Die Wertentwicklung in der Vergangenheit ist keine Garantie für zukünftige Ergebnisse.
Stand: 31. Mai 2023
Quelle: Bloomberg, S&P und AllianceBernstein (AB)

Längerfristig erwarten wir, dass sich das historische Muster wieder durchsetzen wird. Korrespondierende Kursrückgänge bei Staatsanleihen und Unternehmensanleihen sind in den letzten 30 Jahren äußerst selten gewesen. Doch selbst wenn die beiden Arten von Vermögenswerten gleichzeitig fallen, kann eine zweipolige Strategie helfen, den Schaden zu minimieren. Diejenigen, die zinsempfindliche und ertragsorientierte Vermögenswerte in separaten Portfolios halten oder sie verschiedenen Vermögensverwaltern anvertrauen, könnten in einer solchen Situation versucht sein, zu verkaufen und Verluste in beiden Bereichen festzuschreiben. 

Staats- und Hochzinsanleihen entwickeln sich selten gleichzeitig schlecht
Staats- und Hochzinsanleihen entwickeln sich selten gleichzeitig schlecht

Historische Analysen sind keine Garantie für zukünftige Ergebnisse.
HY (High Yield, Hochzins) wird durch Bloomberg US Corporate High Yield dargestellt. TSY (Treasuries, US-Staatsanleihen) wird durch Bloomberg US Treasury dargestellt. Ein Anleger kann nicht direkt in einen Index investieren, und dessen Wertentwicklung spiegelt nicht die Wertentwicklung eines AB-Portfolios wider.  
Bezieht sich auf vierteljährliche Erträge, beginnend mit dem 1. April 1993 bis zum 31. März 2023. Rundungsfehler möglich.
Quelle: Bloomberg und AllianceBernstein (AB)

Drahtseilakt

Was bedeutet das aktuell für die Anleger? 

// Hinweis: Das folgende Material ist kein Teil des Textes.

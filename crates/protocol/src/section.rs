//! Departure sections, rows, and layout policy.
//!
//! A [`Section`] is a named group of rows rendered together (for instance
//! "Northbound" or "Route 1"). Each section carries a [`Layout`] policy that
//! tells the fitting engine how many rows it would like to show and how far
//! it may be shrunk when the sign runs out of space.
//!
//! Departure rows are not atomic: their list of [`TimeEntry`] values can be
//! trimmed one entry at a time before the row disappears entirely.

use std::fmt;

use serde::{Deserialize, Serialize};

use crate::error::{ProtocolError, Result};

/// Per-section bounds guiding allocation and trimming.
///
/// - `min`: the section never shrinks below this many time entries while
///   other sections can still give up space
/// - `base`: the preferred size; trimming first brings sections down to it
/// - `max`: a hard ceiling, enforced before anything else is trimmed
/// - `include_later`: whether trimmed content is shown in a paged
///   "later departures" strip
///
/// # Examples
///
/// ```
/// use headway_protocol::Layout;
///
/// let layout: Layout = serde_json::from_str(r#"{"min": 2, "max": 6}"#).unwrap();
/// assert_eq!(layout.min, 2);
/// assert_eq!(layout.base, None);
/// assert_eq!(layout.trim_floor(), 2);
/// assert!(!layout.include_later);
/// ```
#[derive(Debug, Clone, Copy, PartialEq, Eq, Hash, Serialize, Deserialize)]
pub struct Layout {
    /// Minimum number of time entries.
    #[serde(default = "default_min")]
    pub min: usize,
    /// Preferred number of time entries, if any.
    #[serde(default, skip_serializing_if = "Option::is_none")]
    pub base: Option<usize>,
    /// Maximum number of time entries, if any.
    #[serde(default, skip_serializing_if = "Option::is_none")]
    pub max: Option<usize>,
    /// Whether trimmed rows are shown in a paged overflow strip.
    #[serde(default)]
    pub include_later: bool,
}

fn default_min() -> usize {
    1
}

impl Default for Layout {
    fn default() -> Self {
        Self {
            min: default_min(),
            base: None,
            max: None,
            include_later: false,
        }
    }
}

impl Layout {
    /// Creates a layout with the given bounds and no later strip.
    #[must_use]
    pub const fn new(min: usize, base: Option<usize>, max: Option<usize>) -> Self {
        Self {
            min,
            base,
            max,
            include_later: false,
        }
    }

    /// Enables the paged "later departures" strip for this layout.
    #[must_use]
    pub const fn with_later(mut self) -> Self {
        self.include_later = true;
        self
    }

    /// Returns the size trimming aims for before touching `min`.
    ///
    /// This is `base` when set, and `min` otherwise.
    #[must_use]
    pub fn trim_floor(&self) -> usize {
        self.base.unwrap_or(self.min)
    }

    /// Validates that `min <= base <= max`.
    ///
    /// # Errors
    ///
    /// Returns [`ProtocolError::InvalidLayout`] naming the section when the
    /// bounds are out of order.
    pub fn validate(&self, section: &str) -> Result<()> {
        let invalid = |reason: String| ProtocolError::InvalidLayout {
            section: section.to_string(),
            reason,
        };

        if let Some(base) = self.base
            && base < self.min
        {
            return Err(invalid(format!("base {base} is below min {}", self.min)));
        }
        if let Some(max) = self.max {
            if max < self.min {
                return Err(invalid(format!("min {} exceeds max {max}", self.min)));
            }
            if let Some(base) = self.base
                && base > max
            {
                return Err(invalid(format!("base {base} exceeds max {max}")));
            }
        }
        Ok(())
    }
}

/// A single predicted or scheduled departure time.
///
/// Either a number of minutes away or a literal label such as `"BRD"`.
///
/// # Examples
///
/// ```
/// use headway_protocol::TimeEntry;
///
/// assert_eq!(TimeEntry::minutes(0).to_string(), "Now");
/// assert_eq!(TimeEntry::minutes(7).to_string(), "7 min");
/// assert_eq!(TimeEntry::text("BRD").to_string(), "BRD");
/// ```
#[derive(Debug, Clone, PartialEq, Eq, Hash, Serialize, Deserialize)]
pub struct TimeEntry {
    /// Minutes until departure.
    #[serde(default, skip_serializing_if = "Option::is_none")]
    pub minutes: Option<u32>,
    /// Literal label overriding `minutes`.
    #[serde(default, skip_serializing_if = "Option::is_none")]
    pub text: Option<String>,
}

impl TimeEntry {
    /// Creates a time entry a given number of minutes away.
    #[must_use]
    pub fn minutes(minutes: u32) -> Self {
        Self {
            minutes: Some(minutes),
            text: None,
        }
    }

    /// Creates a time entry with a literal label.
    #[must_use]
    pub fn text(text: impl Into<String>) -> Self {
        Self {
            minutes: None,
            text: Some(text.into()),
        }
    }
}

impl fmt::Display for TimeEntry {
    fn fmt(&self, f: &mut fmt::Formatter<'_>) -> fmt::Result {
        match (&self.text, self.minutes) {
            (Some(text), _) => f.write_str(text),
            (None, Some(0)) => f.write_str("Now"),
            (None, Some(minutes)) => write!(f, "{minutes} min"),
            (None, None) => f.write_str("--"),
        }
    }
}

/// A row showing upcoming departures of one route towards one destination.
#[derive(Debug, Clone, PartialEq, Eq, Hash, Serialize, Deserialize)]
pub struct DepartureRow {
    /// Server-assigned row identifier.
    pub id: String,
    /// Route label (e.g. `"1"`, `"Red"`).
    pub route: String,
    /// Destination shown next to the route.
    pub headsign: String,
    /// Shorter destination for narrow signs.
    #[serde(default, skip_serializing_if = "Option::is_none")]
    pub headsign_abbrev: Option<String>,
    /// Upcoming times, soonest first.
    #[serde(default)]
    pub times: Vec<TimeEntry>,
}

impl DepartureRow {
    /// Creates a departure row.
    #[must_use]
    pub fn new(
        id: impl Into<String>,
        route: impl Into<String>,
        headsign: impl Into<String>,
        times: Vec<TimeEntry>,
    ) -> Self {
        Self {
            id: id.into(),
            route: route.into(),
            headsign: headsign.into(),
            headsign_abbrev: None,
            times,
        }
    }
}

/// A free-text row (e.g. "Shuttle buses replace service").
#[derive(Debug, Clone, PartialEq, Eq, Hash, Serialize, Deserialize)]
pub struct NoticeRow {
    /// Server-assigned row identifier.
    pub id: String,
    /// The notice text.
    pub text: String,
}

/// A row entry within a [`Section`].
///
/// # Examples
///
/// ```
/// use headway_protocol::Row;
///
/// let row: Row = serde_json::from_str(
///     r#"{"type": "notice_row", "id": "n1", "text": "No service"}"#,
/// ).unwrap();
/// assert_eq!(row.time_count(), 0);
/// assert_eq!(row.id(), "n1");
/// ```
#[derive(Debug, Clone, PartialEq, Eq, Hash, Serialize, Deserialize)]
#[serde(tag = "type", rename_all = "snake_case")]
pub enum Row {
    /// A row of departure times.
    DepartureRow(DepartureRow),
    /// A free-text notice.
    NoticeRow(NoticeRow),
}

impl Row {
    /// Returns the server-assigned identifier of the row.
    #[must_use]
    pub fn id(&self) -> &str {
        match self {
            Self::DepartureRow(row) => &row.id,
            Self::NoticeRow(row) => &row.id,
        }
    }

    /// Returns the number of trimmable time entries in the row.
    ///
    /// Notice rows have none.
    #[must_use]
    pub fn time_count(&self) -> usize {
        match self {
            Self::DepartureRow(row) => row.times.len(),
            Self::NoticeRow(_) => 0,
        }
    }

    /// Returns `true` if this is a departure row.
    #[must_use]
    pub const fn is_departure(&self) -> bool {
        matches!(self, Self::DepartureRow(_))
    }
}

impl From<DepartureRow> for Row {
    fn from(row: DepartureRow) -> Self {
        Self::DepartureRow(row)
    }
}

impl From<NoticeRow> for Row {
    fn from(row: NoticeRow) -> Self {
        Self::NoticeRow(row)
    }
}

/// A named group of rows with a layout policy.
///
/// # Examples
///
/// ```
/// use headway_protocol::{DepartureRow, Layout, Section, TimeEntry};
///
/// let section = Section::new("s1", Layout::default(), vec![
///     DepartureRow::new("r1", "1", "Harvard", vec![TimeEntry::minutes(2), TimeEntry::minutes(9)]).into(),
///     DepartureRow::new("r2", "47", "Central", vec![TimeEntry::minutes(4)]).into(),
/// ]);
/// assert_eq!(section.time_entry_count(), 3);
/// assert!(!section.is_empty());
/// ```
#[derive(Debug, Clone, PartialEq, Eq, Hash, Serialize, Deserialize)]
pub struct Section {
    /// Server-assigned section identifier.
    pub id: String,
    /// Optional heading shown above the rows.
    #[serde(default, skip_serializing_if = "Option::is_none")]
    pub name: Option<String>,
    /// Layout policy.
    #[serde(default)]
    pub layout: Layout,
    /// Rows in display order.
    #[serde(default)]
    pub rows: Vec<Row>,
}

impl Section {
    /// Creates an unnamed section.
    #[must_use]
    pub fn new(id: impl Into<String>, layout: Layout, rows: Vec<Row>) -> Self {
        Self {
            id: id.into(),
            name: None,
            layout,
            rows,
        }
    }

    /// Returns the total number of time entries across departure rows.
    #[must_use]
    pub fn time_entry_count(&self) -> usize {
        self.rows.iter().map(Row::time_count).sum()
    }

    /// Returns `true` if the section has no rows at all.
    #[must_use]
    pub fn is_empty(&self) -> bool {
        self.rows.is_empty()
    }
}

#[cfg(test)]
mod tests {
    use super::*;

    fn departure(id: &str, minutes: &[u32]) -> Row {
        DepartureRow::new(
            id,
            "1",
            "Harvard",
            minutes.iter().copied().map(TimeEntry::minutes).collect(),
        )
        .into()
    }

    #[test]
    fn layout_defaults() {
        let layout: Layout = serde_json::from_str("{}").unwrap();
        assert_eq!(layout, Layout::default());
        assert_eq!(layout.min, 1);
    }

    #[test]
    fn layout_trim_floor_prefers_base() {
        assert_eq!(Layout::new(2, Some(4), Some(6)).trim_floor(), 4);
        assert_eq!(Layout::new(2, None, Some(6)).trim_floor(), 2);
    }

    #[test]
    fn layout_validate() {
        assert!(Layout::new(2, Some(4), Some(6)).validate("s").is_ok());
        assert!(Layout::new(2, None, None).validate("s").is_ok());
        assert!(Layout::new(3, None, Some(2)).validate("s").is_err());
        assert!(Layout::new(3, Some(2), None).validate("s").is_err());
        assert!(Layout::new(1, Some(5), Some(4)).validate("s").is_err());
    }

    #[test]
    fn row_tags_are_snake_case() {
        let json = serde_json::to_string(&departure("r1", &[1])).unwrap();
        assert!(json.contains(r#""type":"departure_row""#));
    }

    #[test]
    fn notice_rows_do_not_count_as_entries() {
        let section = Section::new(
            "s",
            Layout::default(),
            vec![
                departure("r1", &[1, 5]),
                NoticeRow {
                    id: "n".to_string(),
                    text: "Detour".to_string(),
                }
                .into(),
            ],
        );
        assert_eq!(section.time_entry_count(), 2);
    }

    #[test]
    fn time_entry_display() {
        let empty = TimeEntry {
            minutes: None,
            text: None,
        };
        assert_eq!(empty.to_string(), "--");
        assert_eq!(TimeEntry::minutes(12).to_string(), "12 min");
        assert_eq!(
            TimeEntry {
                minutes: Some(3),
                text: Some("BRD".to_string()),
            }
            .to_string(),
            "BRD"
        );
    }
}

#[cfg(test)]
mod proptest_tests {
    use super::*;
    use proptest::prelude::*;

    prop_compose! {
        fn arb_row()(
            id in "[a-z]{1,6}",
            notice in any::<bool>(),
            minutes in prop::collection::vec(0u32..90, 0..5),
        ) -> Row {
            if notice {
                NoticeRow { id, text: "Notice".to_string() }.into()
            } else {
                DepartureRow::new(id, "1", "Downtown", minutes.into_iter().map(TimeEntry::minutes).collect()).into()
            }
        }
    }

    proptest! {
        /// The section entry count is the sum of its departure rows' times.
        #[test]
        fn entry_count_sums_departure_times(rows in prop::collection::vec(arb_row(), 0..8)) {
            let expected: usize = rows
                .iter()
                .map(|row| match row {
                    Row::DepartureRow(d) => d.times.len(),
                    Row::NoticeRow(_) => 0,
                })
                .sum();
            let section = Section::new("s", Layout::default(), rows);
            prop_assert_eq!(section.time_entry_count(), expected);
        }

        /// Sections survive a JSON round trip unchanged.
        #[test]
        fn section_roundtrip(rows in prop::collection::vec(arb_row(), 0..8)) {
            let section = Section::new("s", Layout::new(1, Some(2), Some(4)).with_later(), rows);
            let json = serde_json::to_string(&section).expect("serialize");
            let parsed: Section = serde_json::from_str(&json).expect("deserialize");
            prop_assert_eq!(section, parsed);
        }
    }
}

Zunächst einmal glauben wir, dass sich der US-Anleihenzyklus im Laufe dieses Jahres zu drehen beginnen wird, da die straffere Geldpolitik das Wachstum bremst. Sollte sich eine Rezession abzeichnen, werden Anleger Liquidität und ein gesundes Maß an Duration – ein Maß für die Zinsempfindlichkeit – beibehalten wollen. Staatsanleihen eignen sich hervorragend für beides. 

Gleichzeitig kann ein Engagement in „Spread-Sektoren“ wie Hochzinsanleihen, ausgewählten Unternehmensanleihen aus Schwellenländern und mit gewerblichen Hypotheken besicherten Wertpapieren ein Portfolio ergänzen und das Einkommenspotenzial erhöhen. Angesichts der derzeit unterdurchschnittlichen Bonitätsspreads sind wir jedoch besonders vorsichtig, wenn es um Unternehmensanleihen mit CCC-Rating geht, die in einem wirtschaftlichen Abschwung besonders anfällig wären. 

Die derzeitigen Marktbedingungen sind schwierig, vor allem im Vergleich zu dem lange vorherrschenden Umfeld niedriger Volatilität und niedriger Zinsen, das der Pandemie vorausging. Wenn die Unsicherheit groß ist, ist es unserer Meinung nach das Beste, wenn die Anleger ihr Pulver trocken halten und auf verschiedene Szenarien vorbereitet sind. Wir sind der Meinung, dass ein ausgewogener Ansatz bei der Einkommensgenerierung genau das ermöglicht.

In diesem Dokument zum Ausdruck gebrachte Meinungen stellen keine Analysen, Anlageberatungen oder Handelsempfehlungen dar, spiegeln nicht unbedingt die Ansichten aller Portfoliomanagementteams bei AB wider und können von Zeit zu Zeit überarbeitet werden.